URI and Paths in Java - A painful lesson

Not too long ago, a path handling bug came across my desk (i.e., a JIRA ticket was assigned to me). I could have fixed the above specific incantation of this bug with a couple of lines of code. Instead, I ended up changing almost 2000 lines of code across 96 files.

URIs are complicated, as can be inferred from the 50+ page RFC. The relevant Java standard library APIs for working with files, paths, URLs and URIs are also complicated, frequently just misdesigned and where gnarly (WONTFIX) bugs lurk. Fixing this bug properly involved scouring the specs, the APIs, digging through obscure blog posts and Stack Overflow along with their off-the-cuff bug report mentions. AI didn't help, believe it or not.

Join me down the rabbit hole as I justify why you shouldn’t be manipulating anything that might resemble a path or a URL using strings and show you how to use the relevant Java standard library APIs correctly.

What's Wrong?

In our stack we have a CLI tool in Java (don't ask) that has parameters that accepts both paths and URIs—that is, once the JVM finally starts up of course. The particular bug I was working on involved a UNC path that lost the UNC server name:

$ clitool '\\myserver\data\unload\dropme'
[INFO] Using output locations: [file://myserver/data/unload/dropme]
[ERROR] Failed: Cannot create path to: /data/unload/dropme; Cannot create path to: /data/unload/dropme

In this case, the UNC Path was converted to a URI internally, but then seemingly the UNC server name just disappeared...

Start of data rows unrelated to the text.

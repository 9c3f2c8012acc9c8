//! Timestamp parsing and display helpers.
//!
//! Display formatting uses the fleet's operating timezone (Venezuela,
//! fixed UTC-4, no DST).

use chrono::{DateTime, FixedOffset, NaiveDate, Offset, Utc};

/// Offset of the fleet's operating timezone (UTC-4).
fn fleet_offset() -> FixedOffset {
    FixedOffset::west_opt(4 * 3600).unwrap_or_else(|| Utc.fix())
}

/// Parse a wire timestamp, falling back to `now` when missing or invalid.
pub fn parse_or_now(raw: Option<&str>) -> DateTime<Utc> {
    raw.and_then(parse).unwrap_or_else(Utc::now)
}

/// Parse an RFC 3339 / ISO-8601 timestamp.
pub fn parse(raw: &str) -> Option<DateTime<Utc>> {
    DateTime::parse_from_rfc3339(raw.trim())
        .ok()
        .map(|dt| dt.with_timezone(&Utc))
}

/// Localized time-of-day string for notification bodies, e.g. `14:03:27`.
pub fn format_notification_time(ts: &DateTime<Utc>) -> String {
    ts.with_timezone(&fleet_offset()).format("%H:%M:%S").to_string()
}

/// Localized date-and-time string for rendered notifications.
pub fn format_notification_datetime(ts: &DateTime<Utc>) -> String {
    ts.with_timezone(&fleet_offset())
        .format("%d/%m/%Y %H:%M")
        .to_string()
}

/// Local calendar date of an instant in the fleet timezone.
pub fn local_date(ts: &DateTime<Utc>) -> NaiveDate {
    ts.with_timezone(&fleet_offset()).date_naive()
}

/// Today's local calendar date.
pub fn today_local() -> NaiveDate {
    local_date(&Utc::now())
}

/// Start of the local day containing `now`, as a UTC instant. Used for
/// the "today only" history filter.
pub fn start_of_today_utc() -> DateTime<Utc> {
    start_of_local_day(&Utc::now())
}

/// Start of the local day containing `ts`, as a UTC instant.
pub fn start_of_local_day(ts: &DateTime<Utc>) -> DateTime<Utc> {
    let offset = fleet_offset();
    ts.with_timezone(&offset)
        .date_naive()
        .and_hms_opt(0, 0, 0)
        .and_then(|midnight| midnight.and_local_timezone(offset).single())
        .map(|dt| dt.with_timezone(&Utc))
        .unwrap_or(*ts)
}

/// UTC bounds of an inclusive local `YYYY-MM-DD` date range. `from` maps
/// to local 00:00:00.000, `to` maps to local 23:59:59.999.
pub fn local_date_range_utc(
    from: Option<&str>,
    to: Option<&str>,
) -> (Option<DateTime<Utc>>, Option<DateTime<Utc>>) {
    let offset = fleet_offset();
    let lower = from
        .and_then(|s| NaiveDate::parse_from_str(s.trim(), "%Y-%m-%d").ok())
        .and_then(|d| d.and_hms_opt(0, 0, 0))
        .and_then(|dt| dt.and_local_timezone(offset).single())
        .map(|dt| dt.with_timezone(&Utc));
    let upper = to
        .and_then(|s| NaiveDate::parse_from_str(s.trim(), "%Y-%m-%d").ok())
        .and_then(|d| d.and_hms_milli_opt(23, 59, 59, 999))
        .and_then(|dt| dt.and_local_timezone(offset).single())
        .map(|dt| dt.with_timezone(&Utc));
    (lower, upper)
}

#[cfg(test)]
mod tests {
    use super::*;

    #[test]
    fn test_parse_or_now_falls_back() {
        let before = Utc::now();
        let parsed = parse_or_now(Some("not a timestamp"));
        assert!(parsed >= before);

        let fixed = parse_or_now(Some("2026-03-01T12:00:00Z"));
        assert_eq!(fixed.to_rfc3339(), "2026-03-01T12:00:00+00:00");
    }

    #[test]
    fn test_local_date_crosses_midnight() {
        // 02:30 UTC is still the previous day at UTC-4.
        let ts = parse("2026-03-02T02:30:00Z").unwrap();
        assert_eq!(
            local_date(&ts),
            NaiveDate::from_ymd_opt(2026, 3, 1).unwrap()
        );
    }

    #[test]
    fn test_local_date_range_bounds() {
        let (from, to) = local_date_range_utc(Some("2026-03-01"), Some("2026-03-02"));
        // Local midnight at UTC-4 is 04:00 UTC.
        assert_eq!(from.unwrap().to_rfc3339(), "2026-03-01T04:00:00+00:00");
        assert!(to.unwrap() > from.unwrap());

        let (none_from, none_to) = local_date_range_utc(Some("garbage"), None);
        assert!(none_from.is_none());
        assert!(none_to.is_none());
    }
}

The main concern when reading the code was that across the stack there were various conversions between String, URI, Path and File classes, all of which have gnarly behaviours and gotchas. Each conversion risks losing relevant information (such as UNC server names) or mishandling special characters if done incorrectly. Similarly, arbitrary path manipulation/construction logic on strings is difficult to do that works in a cross-platform way (and that also works with “remote” URIs). Hence, they should be left to the relevant methods provided by URI/Path/File as appropriate.

URI, URL, UNC - What's the Difference?

Now, I’ve thrown a few abbreviations around, such as UNC (Universal Naming Convention), URI (Uniform Resource Identifier) and URL (Uniform Resource Locator) and as we can tell from words such as “Uniform” and “Universal”, these acronyms are anything but (in terms of implementation). However, if following the specification, one can understand that both URLs and UNC paths are subsets of URIs. That partly feeds into why it is recommended to use java.net.URI instead of java.net.URL, although that isn’t the only reason. It turns out that both URL.equals() and URL.hashCode() perform DNS name resolution; as the saying goes, trust but verify! Not to worry, depending on your version of Java, you might be caching DNS cache entries forever...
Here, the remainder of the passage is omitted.